Robust Time-inconsistent Linear-Quadratic Stochastic Controls: A Stochastic Differential Game Approach

TL;DR

This paper develops a stochastic differential game approach to robust time-inconsistent linear-quadratic control problems, deriving conditions for Nash equilibrium and illustrating the impact of ambiguity aversion on risk behavior.

Contribution

It introduces a novel framework for analyzing robust TIC control problems using stochastic differential games and provides numerical insights into ambiguity effects.

Findings

Ambiguity aversion accelerates risk aversion in TIC controls.

The framework derives sufficient conditions for Nash equilibrium in TIC problems.

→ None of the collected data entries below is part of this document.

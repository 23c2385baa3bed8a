//! Raw plugin configuration as supplied by the CI host.
//!
//! Every key is optional here; validation and defaulting happen in
//! [`crate::resolve`]. Values arrive from a TOML file, CLI flags, or
//! `PLUGIN_*` environment variables and are layered with [`RawConfig::merge`].

use std::fmt;
use std::path::Path;

use serde::{Deserialize, Serialize};

/// A scalar that may be written as a string or a number.
///
/// Versions such as `version = 2.0` in TOML deserialize as floats and must
/// be turned back into text before they become part of a coordinate.
#[derive(Debug, Clone, PartialEq, Serialize, Deserialize)]
#[serde(untagged)]
pub enum ScalarValue {
    Text(String),
    Integer(i64),
    Float(f64),
}

impl ScalarValue {
    /// String form used in coordinates. Whole floats drop their fraction (`2.0` → `2`).
    pub fn normalize(&self) -> String {
        match self {
            ScalarValue::Text(s) => s.trim().to_string(),
            ScalarValue::Integer(n) => n.to_string(),
            ScalarValue::Float(f) => f.to_string(),
        }
    }
}

impl fmt::Display for ScalarValue {
    fn fmt(&self, f: &mut fmt::Formatter<'_>) -> fmt::Result {
        f.write_str(&self.normalize())
    }
}

impl From<&str> for ScalarValue {
    fn from(value: &str) -> Self {
        ScalarValue::Text(value.to_string())
    }
}

/// Plugin settings before validation.
#[derive(Debug, Clone, Default, PartialEq, Serialize, Deserialize)]
pub struct RawConfig {
    #[serde(default)]
    pub url: Option<String>,
    #[serde(default)]
    pub username: Option<String>,
    #[serde(default)]
    pub password: Option<String>,
    #[serde(default)]
    pub access_token: Option<String>,
    #[serde(default)]
    pub api_key: Option<String>,

    #[serde(default)]
    pub group_id: Option<String>,
    #[serde(default)]
    pub artifact_id: Option<String>,
    #[serde(default)]
    pub version: Option<ScalarValue>,

    /// Path to a `pom.xml`, relative to the workspace root.
    #[serde(default)]
    pub pom: Option<String>,
    /// Path to a `package.json`, relative to the workspace root.
    #[serde(default)]
    pub package: Option<String>,

    #[serde(default)]
    pub files: Option<Vec<String>>,
    #[serde(default)]
    pub repo_key: Option<String>,
    #[serde(default)]
    pub force_upload: Option<bool>,

    #[serde(default)]
    pub insecure: Option<bool>,
    #[serde(default)]
    pub enable_proxy: Option<bool>,
    /// PEM-encoded CA certificate(s) to trust, given inline.
    #[serde(default)]
    pub pem_file_contents: Option<String>,
    /// Path to a PEM CA bundle, relative to the workspace root.
    #[serde(default)]
    pub pem_file_path: Option<String>,
    #[serde(default)]
    pub log_level: Option<String>,
}

impl RawConfig {
    /// Parse a TOML document into a raw configuration.
    pub fn from_toml_str(content: &str) -> miette::Result<Self> {
        toml::from_str(content).map_err(|e| {
            artipub_util::errors::ArtipubError::Configuration {
                message: format!("Failed to parse configuration file: {e}"),
            }
            .into()
        })
    }

    /// Load a raw configuration from a TOML file.
    pub fn from_path(path: &Path) -> miette::Result<Self> {
        let content = std::fs::read_to_string(path).map_err(|e| {
            artipub_util::errors::ArtipubError::Configuration {
                message: format!("Failed to read configuration file {}: {e}", path.display()),
            }
        })?;
        Self::from_toml_str(&content)
    }

    /// Layer `overrides` on top of `self`; any key set in `overrides` wins.
    pub fn merge(self, overrides: RawConfig) -> RawConfig {
        RawConfig {
            url: overrides.url.or(self.url),
            username: overrides.username.or(self.username),
            password: overrides.password.or(self.password),
            access_token: overrides.access_token.or(self.access_token),
            api_key: overrides.api_key.or(self.api_key),
            group_id: overrides.group_id.or(self.group_id),
            artifact_id: overrides.artifact_id.or(self.artifact_id),
            version: overrides.version.or(self.version),
            pom: overrides.pom.or(self.pom),
            package: overrides.package.or(self.package),
            files: overrides.files.or(self.files),
            repo_key: overrides.repo_key.or(self.repo_key),
            force_upload: overrides.force_upload.or(self.force_upload),
            insecure: overrides.insecure.or(self.insecure),
            enable_proxy: overrides.enable_proxy.or(self.enable_proxy),
            pem_file_contents: overrides.pem_file_contents.or(self.pem_file_contents),
            pem_file_path: overrides.pem_file_path.or(self.pem_file_path),
            log_level: overrides.log_level.or(self.log_level),
        }
    }
}

/// Treat blank strings the same as absent keys. CI hosts export unset
/// settings as empty environment variables.
pub(crate) fn non_blank(value: Option<&str>) -> Option<&str> {
    value.map(str::trim).filter(|s| !s.is_empty())
}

Ambiguity impacts are more significant in TIC cases than in TC counterparts.

Abstract

This paper studies robust time-inconsistent (TIC) linear-quadratic stochastic control problems, formulated by stochastic differential games. By a spike variation approach, we derive sufficient conditions for achieving the Nash equilibrium, which corresponds to a time-consistent (TC) robust policy, under mild technical assumptions. To illustrate our framework, we consider two scenarios of robust mean-variance analysis, namely with state- and control-dependent ambiguity aversion. We find numerically that with time inconsistency haunting the dynamic optimal controls, the ambiguity aversion enhances the effective risk aversion faster than the linear, implying that the ambiguity in the TIC cases is more impactful than that under the TC counterparts, e.g., expected utility maximization problems.